Французская кавалерия в сверкающих на солнце кирасах с султанами из черного конского волоса галопом проходила по улицам. Лишившись дара речи от ее неожиданного появления, люди сначала только смотрели на эту сцену, некоторые утирали слезы, затем всех охватила радость. На главной площади состоялся большой парад французских войск, продолжавшийся более двух часов. Оркестр играл «Марсельезу» и «Самбру и Маас». Красные, белые и синие цветы украшали пушки. Расклеенная на стенах прокламация Жоффра называла французских солдат «славным авангардом великой цели реванша… на знаменах которого начертано «Право и свобода»». Из толпы солдатам протягивали шоколад, печенье и трубки с табаком. Из всех окон махали флажками и платками, и даже крыши были усеяны людьми.

Однако не все радостно встретили французские войска. Среди жителей города было немало немцев, поселившихся здесь после 1870 года. Один офицер, проезжавший через толпу, видел кое-где «серьезные и бесстрастные лица с трубками в зубах. Мне показалось, что эти люди подсчитывали нас». И действительно, некоторые из них вечером поспешно ушли из города, чтобы сообщить сведения о французских дивизиях.

Немецкие подкрепления, срочно переброшенные из Страсбурга, начали сосредоточиваться вокруг занятого французами Мюлуза. Генерал Бонно, с самого начала не веривший в успех операции, сделал все возможное, чтобы предотвратить окружение. Когда утром 9 августа начались бои, его левый фланг у Сернея держался мужественно и стойко весь день, но части справа, слишком долго занимавшие позиции в секторе, где никто им не угрожал, не успели вовремя прийти на помощь своим товарищам.
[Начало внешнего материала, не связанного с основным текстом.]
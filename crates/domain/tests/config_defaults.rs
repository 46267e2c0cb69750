use rl_domain::config::Config;

#[test]
fn default_host_is_localhost() {
    let config = Config::default();
    assert_eq!(config.server.host, "127.0.0.1");
}

#[test]
fn explicit_zero_host_parses() {
    let toml_str = r#"
[server]
host = "0.0.0.0"
port = 3210
"#;
    let config: Config = toml::from_str(toml_str).unwrap();
    assert_eq!(config.server.host, "0.0.0.0");
}
//! Game Boy (Sharp LR35902) instruction core.
//!
//! Three pieces:
//!
//! - [`mmu`]: the flat 64 KiB memory unit and its readiness gate
//! - [`registers`]: the 8/16-bit register file and the last-instruction cycle counter
//! - [`instruction`]: operand × operation instructions sharing one
//!   load → transform → store → charge skeleton
//!
//! Fetching and decoding opcodes is left to the caller, which builds an
//! [`Instruction`] and calls [`Instruction::execute`] once per opcode:
//!
//! ```rust
//! use gbz80_core::{Instruction, MemoryUnit, Operand, Reg8, RegisterFile};
//!
//! let mut regs = RegisterFile::new();
//! let mut mmu = MemoryUnit::new();
//! mmu.set_system_ready(true);
//!
//! regs.set_8bit_register_value(Reg8::B, 0b0000_0011);
//! let res = Instruction::reset_bit(0, Operand::Register(Reg8::B)).unwrap();
//! res.execute(&mut regs, &mut mmu);
//!
//! assert_eq!(regs.get_8bit_register_value(Reg8::B), 0b0000_0010);
//! assert_eq!(regs.get_last_instruction_execution_time(), 2);
//! ```

pub mod error;
pub mod instruction;
pub mod logging;
pub mod mmu;
pub mod registers;
pub mod snapshot;

pub use error::{InstructionError, SnapshotError};
pub use instruction::{Bit, Instruction, Operand, Operation, Writeback};
pub use mmu::{Memory, MemoryUnit, Readiness, MEMORY_SIZE};
pub use registers::{Flag, Reg16, Reg8, RegisterFile};
pub use snapshot::Snapshot;
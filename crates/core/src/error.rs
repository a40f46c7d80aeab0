//! Error types for the instruction core.
//!
//! Memory access and instruction execution are infallible. Everything that can
//! go wrong is a caller mistake detected while building an instruction or while
//! restoring a snapshot.

use crate::registers::Reg16;

/// Construction-time contract violations.
#[derive(thiserror::Error, Debug, Clone, PartialEq, Eq)]
pub enum InstructionError {
    #[error("bit index {0} is out of range (expected 0-7)")]
    BitOutOfRange(u8),
    #[error("unknown register `{0}`")]
    UnknownRegister(String),
    #[error("unknown register operand code {0:#04x}")]
    UnknownRegisterCode(u8),
    #[error("{0} does not accept an immediate operand")]
    ImmediateOperand(&'static str),
    #[error("{0} cannot be used as an indirect memory pointer")]
    UnsupportedIndirectPair(Reg16),
}

/// Failures while decoding a [`Snapshot`](crate::snapshot::Snapshot).
#[derive(thiserror::Error, Debug)]
pub enum SnapshotError {
    #[error("malformed snapshot: {0}")]
    Json(#[from] serde_json::Error),
    #[error("snapshot memory image is {0} bytes, expected 65536")]
    MemorySize(usize),
    #[error("unsupported snapshot version {0}")]
    Version(u64),
}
Главный штаб наконец счел необходимым отправить в район боев подкрепления, чего ранее так добивался Дюбай, и к Мюлузу срочно выступила резервная дивизия. Однако к тому времени сложилось такое положение, когда для укрепления фронта требовалась не одна дивизия, а по меньшей мере две. Сражение длилось почти сутки, и к 7 часам утра 10 августа французы оказались отброшены назад и под угрозой окружения вынуждены были отступить.